Sem fiscalização e vontade por parte do governo, nova norma corre risco de não ser efetiva
O decreto 9.094/17, publicado no dia 17 de julho deste ano, promete realizar uma "desburocratização" no país e também facilitar a vida de cidadãos e contribuintes, que não vão mais precisar comprovar documentação que já esteja contida na base de dados dos órgãos do governo federal aos próprios órgãos e entidades do Executivo federal.
Segundo o texto do decreto, os órgãos e entidades do poder Executivo federal deverão, eles próprios, obter diretamente do órgão ou da entidade responsável pela base de dados documentos comprobatórios da regularidade da situação de usuários dos serviços públicos, atestados, certidões ou quaisquer outros documentos comprobatórios.
Além disso, o decreto diz que o governo deverá criar uma ferramenta de pesquisa de satisfação dos usuários, por meio do Portal de Serviços do Governo Federal, além de uma Carta de Serviços dos Usuários, com o objetivo de informar usuários sobre como utilizar o trabalho de órgãos nacionais, como e onde encontrar esses serviços. A ideia é que o cidadão avalie e ajude a melhorar os serviços públicos.
Mas, o que esta norma, que num primeiro momento parece mudar a lógica cartorial brasileira, irá significar na prática? Para Thiago Luis Sombra, sócio do escritório Mattos Filho, o decreto 9.094 funcionará como um complemento de outras medidas administrativas realizadas no passado.
O advogado cita o exemplo do decreto 8.789, de junho de 2016, que prescreve que órgãos e entidades da administração pública federal responsáveis pela gestão de bases de dados oficiais disponibilizarão aos outros órgãos interessados o acesso aos dados sob a sua gestão.
"Não será mais exigido, por exemplo, a autenticação de documento. Se o cidadão, por exemplo, tem comprovado perante o INSS que vive em união estável com a esposa, esse fato não precisará ser comprovado perante outro órgão público, ou seja, um fato comprovado por um órgão público deverá valer para todos os demais", explicou Sombra.
De acordo com Pedro Guilherme Accorsi Lunardelli, sócio do escritório Lunardelli Advogados, o novo decreto facilitará a vida do contribuinte que enfrenta processos administrativos na Receita. "O cidadão precisava apresentar seus documentos em 20 dias, um prazo muito curto para se juntar tantos papéis. Agora, dentro do processo administrativo, não haverá mais essa obrigatoriedade", afirma.
Para Lunardelli, contudo, o decreto 9.094 só realmente causará uma desburocratização no país se o cidadão comum e os contribuintes cobrarem e fizerem o uso do decreto. "Para estabelecer novos padrões, é necessário que o cidadão participe do processo e faça o uso do seu direito", afirma o advogado.
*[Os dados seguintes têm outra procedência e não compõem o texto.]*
//! Animated GPU backdrop for shardsky.
//!
//! A [`RenderSession`] owns one drawable surface and keeps a procedural paint
//! swirl running behind the application. The overall flow is:
//!
//! ```text
//!   host (shardsky)
//!          │ EffectParameters
//!          ▼
//!   RenderSession::mount ──▶ GpuSurface (context + pipeline)
//!          │
//!          ▼
//!   FrameClock::request_frame ──▶ RenderSession::frame()
//!          ▲                            │
//!          │                            ├─▶ ColorTransition::tick() ─▶ uColor1..3
//!          │                            ├─▶ iTime / uMouse
//!          └──── re-armed first ◀───────┴─▶ RenderSurface::render() ─▶ GPU UBO + draw
//! ```
//!
//! Color changes arrive through [`RenderSession::on_colors_changed`] and fade
//! with an ease-out cubic curve; every other parameter applies on the next
//! frame. [`RenderSession::unmount`] cancels the pending frame and destroys
//! the device; dropping the session does the same.

mod color;
mod compile;
mod error;
mod gpu;
mod host;
mod params;
mod runtime;
mod session;
mod surface;
mod transition;
mod uniforms;

pub use color::Rgba;
pub use compile::fragment_fingerprint;
pub use error::SessionError;
pub use gpu::GpuSurface;
pub use host::{mount_window, WindowClock, WindowSession};
pub use params::{EffectParameters, DEFAULT_COLOR1, DEFAULT_COLOR2, DEFAULT_COLOR3};
pub use runtime::{FrameClock, FrameHandle, FrameScheduler, LoopState, TimeSample};
pub use session::{FrameStatus, PointerState, RenderSession};
pub use surface::{Container, GeometryError, RenderSurface, SurfaceFault, SurfaceSize};
pub use transition::{
    ease_out_cubic, linear_progress, ColorSet, ColorTransition, TransitionPhase, COLOR_SLOTS,
};
pub use uniforms::{EffectUniforms, UniformError, UniformKind, UniformSlot, UniformValue};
Lunardelli lembra que o Brasil já teve outras tentativas mal-sucedidas de diminuir a burocracia, como o Ministério da Desburocratização, nos governos Figueiredo e Sarney.
Passaporte
Já na visão de Igor Sant'Anna Tamasauskas, sócio do escritório Bottini & Tamasauskas Advogados, a desburocratização só será realmente efetiva caso aconteça uma fiscalização e imposição do decreto por parte do governo federal e seus órgãos de coordenação. Para ele, o decreto é apenas uma tentativa, uma carta de intenções, e ainda precisa de confirmação se suas práticas serão incorporadas de forma satisfatória.
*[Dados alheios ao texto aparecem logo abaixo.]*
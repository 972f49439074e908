//! Layers built-in presets, the config file and CLI flags into the values
//! handed to the renderer.

use std::path::{Path, PathBuf};

use anyhow::{Context, Result};
use backdrop::{EffectParameters, Rgba};
use effectconfig::{BackdropConfig, EffectSection};

use crate::cli::RunArgs;
use crate::paths::AppPaths;

pub const DEFAULT_WINDOW_SIZE: (u32, u32) = (1280, 720);
pub const DEFAULT_TITLE: &str = "shardsky";

/// Where the configuration came from.
#[derive(Debug, Clone, PartialEq, Eq)]
pub enum ConfigSource {
    Explicit(PathBuf),
    UserDefault(PathBuf),
    BuiltIn,
}

impl ConfigSource {
    pub fn describe(&self) -> String {
        match self {
            ConfigSource::Explicit(path) => format!("{} (--config)", path.display()),
            ConfigSource::UserDefault(path) => path.display().to_string(),
            ConfigSource::BuiltIn => "built-in defaults".to_string(),
        }
    }
}

#[derive(Debug, Clone)]
pub struct ResolvedConfig {
    pub source: ConfigSource,
    pub parameters: EffectParameters,
    pub window_size: (u32, u32),
    pub title: String,
}

/// Look-and-feel of the wizard backdrop: two cool accents, no rotation and
/// no pointer tracking.
pub fn host_preset() -> EffectSection {
    EffectSection {
        color1: Some("#0891B2".into()),
        color2: Some("#7C3AED".into()),
        pixel_filter: Some(600.0),
        rotate: Some(false),
        mouse_interaction: Some(false),
        ..EffectSection::default()
    }
}

/// Loads `explicit` if given, otherwise the user's `backdrop.toml` when it
/// exists, otherwise nothing.
pub fn load_config(
    explicit: Option<&Path>,
    default_path: &Path,
) -> Result<(BackdropConfig, ConfigSource)> {
    if let Some(path) = explicit {
        let config = BackdropConfig::load(path)
            .with_context(|| format!("failed to load configuration from {}", path.display()))?;
        return Ok((config, ConfigSource::Explicit(path.to_path_buf())));
    }

    if default_path.is_file() {
        let config = BackdropConfig::load(default_path).with_context(|| {
            format!(
                "failed to load configuration from {}",
                default_path.display()
            )
        })?;
        return Ok((config, ConfigSource::UserDefault(default_path.to_path_buf())));
    }

    Ok((BackdropConfig::default(), ConfigSource::BuiltIn))
}

/// CLI flags expressed as an overlay; unset flags leave the file untouched.
pub fn cli_overrides(args: &RunArgs) -> EffectSection {
    EffectSection {
        color1: args.color1.clone(),
        color2: args.color2.clone(),
        color3: args.color3.clone(),
        pixel_filter: args.pixel_filter,
        transition: args.transition,
        rotate: args.rotate.then_some(true),
        mouse_interaction: args.mouse.then_some(true),
        ..EffectSection::default()
    }
}

pub fn resolve(args: &RunArgs, paths: &AppPaths) -> Result<ResolvedConfig> {
    let (config, source) = load_config(args.config.as_deref(), &paths.config_file())?;
    Ok(resolve_with(config, source, args))
}

pub fn resolve_with(config: BackdropConfig, source: ConfigSource, args: &RunArgs) -> ResolvedConfig {
    let mut effect = host_preset();
    effect.overlay(&config.effect);
    effect.overlay(&cli_overrides(args));

    let window_size = args
        .size
        .or(config.window.size.map(|[width, height]| (width, height)))
        .unwrap_or(DEFAULT_WINDOW_SIZE);
    let title = args
        .title
        .clone()
        .or(config.window.title)
        .unwrap_or_else(|| DEFAULT_TITLE.to_string());

    ResolvedConfig {
        source,
        parameters: effect_parameters(&effect),
        window_size,
        title,
    }
}

/// Applies every set key of `section` on top of the renderer defaults.
pub fn effect_parameters(section: &EffectSection) -> EffectParameters {
    let mut params = EffectParameters::default();
    if let Some(value) = section.spin_rotation {
        params.spin_rotation = value;
    }
    if let Some(value) = section.spin_speed {
        params.spin_speed = value;
    }
    if let Some(value) = section.offset {
        params.offset = value;
    }
    if let Some(value) = &section.color1 {
        params.color1 = Rgba::from_hex_or_transparent(value);
    }
    if let Some(value) = &section.color2 {
        params.color2 = Rgba::from_hex_or_transparent(value);
    }
    if let Some(value) = &section.color3 {
        params.color3 = Rgba::from_hex_or_transparent(value);
    }
    if let Some(value) = section.contrast {
        params.contrast = value;
    }
    if let Some(value) = section.lighting {
        params.lighting = value;
    }
    if let Some(value) = section.spin_amount {
        params.spin_amount = value;
    }
    if let Some(value) = section.pixel_filter {
        params.pixel_filter = value;
    }
    if let Some(value) = section.spin_ease {
        params.spin_ease = value;
    }
    if let Some(value) = section.rotate {
        params.rotate = value;
    }
    if let Some(value) = section.mouse_interaction {
        params.mouse_interaction = value;
    }
    if let Some(value) = section.transition {
        params.transition = value;
    }
    params
}

/// Fully populated section describing `params`, for display.
pub fn describe_parameters(params: &EffectParameters) -> EffectSection {
    EffectSection {
        spin_rotation: Some(params.spin_rotation),
        spin_speed: Some(params.spin_speed),
        offset: Some(params.offset),
        color1: Some(params.color1.to_string()),
        color2: Some(params.color2.to_string()),
        color3: Some(params.color3.to_string()),
        contrast: Some(params.contrast),
        lighting: Some(params.lighting),
        spin_amount: Some(params.spin_amount),
        pixel_filter: Some(params.pixel_filter),
        spin_ease: Some(params.spin_ease),
        rotate: Some(params.rotate),
        mouse_interaction: Some(params.mouse_interaction),
        transition: Some(params.transition),
    }
}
Na avaliação de Tamasauskas, o novo decreto poderá simplificar o procedimento na obtenção de novos documentos, como, por exemplo, passaportes e também simplificará processos burocráticos como o reconhecimento de firma. Entretanto, haverá um período de adaptação para que aconteça uma comunicação entre os órgãos sobre os dados que serão compartilhados.
Espera-se, por exemplo, que futuros solicitantes do passaporte não precisarão mais levar documentos que já constem nos bancos de dados federais, como é o caso do comprovante de votação da última eleição. "A administração pública, no caso a Polícia Federal, pode realizar a consulta da situação eleitoral do cidadão, em tempo real, pelo site do Tribunal Superior Eleitoral, verificando se o solicitante do passaporte possui alguma pendência ou não", afirma Fabrício Medeiros, advogado eleitoral.
Mesmo que o decreto seja efetivo, é evidente que ele não acabará com a burocratização brasileira. Uma nota emitida por Claudio Marçal Freire, presidente da Associação dos Notários e Registradores do Brasil (Anoreg-BR), lembra que o decreto "se destina às entidades e órgãos do Poder Executivo Federal, conforme seus artigos 1º e 9º, não se aplicando às exigências do reconhecimento de firma e autenticação exigidas pelos demais Poderes e por outros entes federados (Estados, Distrito Federal e Municípios)".